Ce fut une extraordinaire dégustation KRUG, préparée soigneusement en couples rassemblés de vins de collection : 1981-1982, 1961-1962. Toutes les typicités étaient exaltées. Tout était à la fois quintessence de personnalité et magnifique fondu. Le millésime, et plus encore comme ici jusqu’aux plus magnifiques, est à la fois expression d’une année, et celle du « mariage KRUG », à la fois façon, art de faire, et, encore une fois et toujours, le style. C’était une apothéose, tout à fait, et notre Président put remercier et exalter la qualité d’une famille que l’on retrouve si bien dans son vin. Dans nos visites, nous avons bien pu sentir ce qui fait le ciment et la qualité irremplaçable de la Champagne, faite à la fois d’authentiques vignerons et d’un négoce qu’ailleurs on pourrait discuter et décrier mais qui est dans une même authenticité, lorsqu’il est représenté par de tels mainteneurs d’exigence et de tradition que ceux qui nous y ont reçus.
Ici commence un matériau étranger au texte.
#[allow(clippy::too_many_arguments)]
fn emit_primitive_checks(
    ctx: &mut EmitCtx,
    primitive: Primitive,
    tags: &[&ConstraintTag],
    v: &str,
    p: &str,
    errs: &str,
    out: &mut String,
    depth: usize,
) {
    match primitive {
        Primitive::String => {
            let received = recv_type(ctx, v);
            line(out, depth, &format!("if (typeof {} !== \"string\") {{", v));
            push_err(out, depth + 1, errs, p, "\"string\"", &received);
            let subs = string_tag_checks(ctx, tags, v);
            if subs.is_empty() {
                line(out, depth, "}");
            } else {
                line(out, depth, "} else {");
                for (cond, label) in subs {
                    let received = recv_repr(ctx, v);
                    line(out, depth + 1, &format!("if ({}) {{", cond));
                    push_err(out, depth + 2, errs, p, &js_str(&label), &received);
                    line(out, depth + 1, "}");
                }
                line(out, depth, "}");
            }
        }
        Primitive::Number => {
            let received = recv_type(ctx, v);
            line(
                out,
                depth,
                &format!("if (typeof {} !== \"number\" || !Number.isFinite({})) {{", v, v),
            );
            push_err(out, depth + 1, errs, p, "\"number\"", &received);
            let subs = number_tag_checks(tags, v);
            if subs.is_empty() {
                line(out, depth, "}");
            } else {
                line(out, depth, "} else {");
                for (cond, label) in subs {
                    line(out, depth + 1, &format!("if ({}) {{", cond));
                    push_err(out, depth + 2, errs, p, &js_str(&label), &format!("String({})", v));
                    line(out, depth + 1, "}");
                }
                line(out, depth, "}");
            }
        }
        Primitive::Boolean => {
            let received = recv_type(ctx, v);
            line(out, depth, &format!("if (typeof {} !== \"boolean\") {{", v));
            push_err(out, depth + 1, errs, p, "\"boolean\"", &received);
            line(out, depth, "}");
        }
        Primitive::BigInt => {
            let received = recv_type(ctx, v);
            line(out, depth, &format!("if (typeof {} !== \"bigint\") {{", v));
            push_err(out, depth + 1, errs, p, "\"bigint\"", &received);
            line(out, depth, "}");
        }
        Primitive::Null => {
            let received = recv_type(ctx, v);
            line(out, depth, &format!("if ({} !== null) {{", v));
            push_err(out, depth + 1, errs, p, "\"null\"", &received);
            line(out, depth, "}");
        }
        Primitive::Undefined => {
            let received = recv_type(ctx, v);
            line(out, depth, &format!("if ({} !== undefined) {{", v));
            push_err(out, depth + 1, errs, p, "\"undefined\"", &received);
            line(out, depth, "}");
        }
        Primitive::Never => {
            let received = recv_type(ctx, v);
            push_err(out, depth, errs, p, "\"never\"", &received);
        }
        Primitive::Any | Primitive::Unknown => {}
    }
}
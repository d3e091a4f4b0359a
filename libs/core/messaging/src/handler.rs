//! Handler trait for inbound message processing.

use async_trait::async_trait;

/// Acknowledgement directive produced by a handler for one inbound message.
///
/// The worker executes exactly one of these against the queue's
/// acknowledgement primitive. A `Nack` carries the failure cause for
/// operator visibility; redelivery is the broker's responsibility.
#[derive(Debug, Clone, PartialEq, Eq)]
pub enum Disposition {
    /// Processing succeeded; remove the message from the redelivery queue.
    Ack,
    /// Processing failed; request redelivery (or dead-lettering) with the
    /// given cause.
    Nack(String),
}

impl Disposition {
    /// Build a `Nack` from any displayable cause.
    pub fn nack(cause: impl Into<String>) -> Self {
        Self::Nack(cause.into())
    }

    pub fn is_ack(&self) -> bool {
        matches!(self, Self::Ack)
    }
}

/// Message handler trait.
///
/// Implement this to define how one inbound message is processed. The
/// handler is invoked once per message, concurrently across distinct
/// messages, and must be stateless with respect to individual invocations.
///
/// The handler receives the raw payload bytes: decoding is part of the
/// handler's pipeline so that a malformed payload yields a `Nack` (with the
/// decode error logged) instead of being silently dropped by the consumer.
///
/// # Example
///
/// ```rust,ignore
/// struct EmailActuator<P> {
///     provider: P,
/// }
///
/// #[async_trait]
/// impl<P: EmailProvider> MessageHandler for EmailActuator<P> {
///     async fn handle(&self, payload: &[u8]) -> Disposition {
///         match self.process(payload).await {
///             Ok(()) => Disposition::Ack,
///             Err(e) => Disposition::nack(e.to_string()),
///         }
///     }
///
///     fn name(&self) -> &'static str {
///         "email_actuator"
///     }
/// }
/// ```
#[async_trait]
pub trait MessageHandler: Send + Sync {
    /// Process one inbound message and decide its acknowledgement.
    ///
    /// Must never panic on malformed input; failures are reported through
    /// the returned `Disposition`, not raised.
    async fn handle(&self, payload: &[u8]) -> Disposition;

    /// Handler name, used for logging and metrics labels.
    fn name(&self) -> &'static str;

    /// Downstream health check, surfaced by the worker's readiness probe.
    async fn health_check(&self) -> bool {
        true
    }
}

/// A handler that acks everything (for testing).
#[derive(Debug, Clone, Default)]
pub struct AckAllHandler;

#[async_trait]
impl MessageHandler for AckAllHandler {
    async fn handle(&self, _payload: &[u8]) -> Disposition {
        Disposition::Ack
    }

    fn name(&self) -> &'static str {
        "ack_all_handler"
    }
}

#[cfg(test)]
mod tests {
    use super::*;

    #[tokio::test]
    async fn test_ack_all_handler() {
        let handler = AckAllHandler;
        assert_eq!(handler.handle(b"anything").await, Disposition::Ack);
        assert_eq!(handler.name(), "ack_all_handler");
        assert!(handler.health_check().await);
    }

    #[test]
    fn test_disposition_nack_cause() {
        let disposition = Disposition::nack("provider rejected the message");
        assert!(!disposition.is_ack());
        assert_eq!(
            disposition,
            Disposition::Nack("provider rejected the message".to_string())
        );
    }
}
Le déjeuner d’adieu se fit à la maison du Vigneron, à SAINT YMOGES, bien sûr encore et toujours exaltation du Champagne. Après la dégustation verticale de la veille chez les KRUG, nous eûmes une dégustation horizontale des LECLERC-BRIANT : LECLERC-BRIANT les Crayères en apéritif, LECLERC-BRIANT Clos des Champions sur le croustillant de Coquilles Saint-Jacques, LECLERC-BRIANT les Chèvres pierreuses, toujours Cumières, sur les fromages, un récital, un festival, que vint clore en final un POL-ROGER millésimé 88 magnifique. Nous ne pouvions plus que rendre grâces. Demander grâces aussi. J’en connais qui révèrent d’un improbable verre de vin rouge après une telle cure de trois jours! Mais quel éblouissement surtout. J’en garde aussi qu’on croit toujours tout connaître d’un vin merveilleux mais simple que serait le Champagne. Mais on découvre toujours plus, et mieux, en Champagne et chez les Champenois. On croit que tout y est simple unité, comme s’il s’agissait après tout d’un même vin à effervescence !

Et pourtant, quelle richesse, quelle diversité. Que de beautés. Un seul vin et déjà trois cents crus. C’est comme si on pouvait risquer d’oublier de dire que le Champagne c’est du vin. Et quel vin! Merci à vous tous les Champenois qui vous êtes dévoués à nous laisser ce grand souvenir pétillant, autour de nos chers Confrères Christian DE BILLY, Pascal LECLERC-BRIANT, mon filleul Rémi KRUG, qui ont su tous les trois avec vous tous, cristalliser en parfaite réussite ce voyage A.I.V. millésime 95 dans notre beau pays.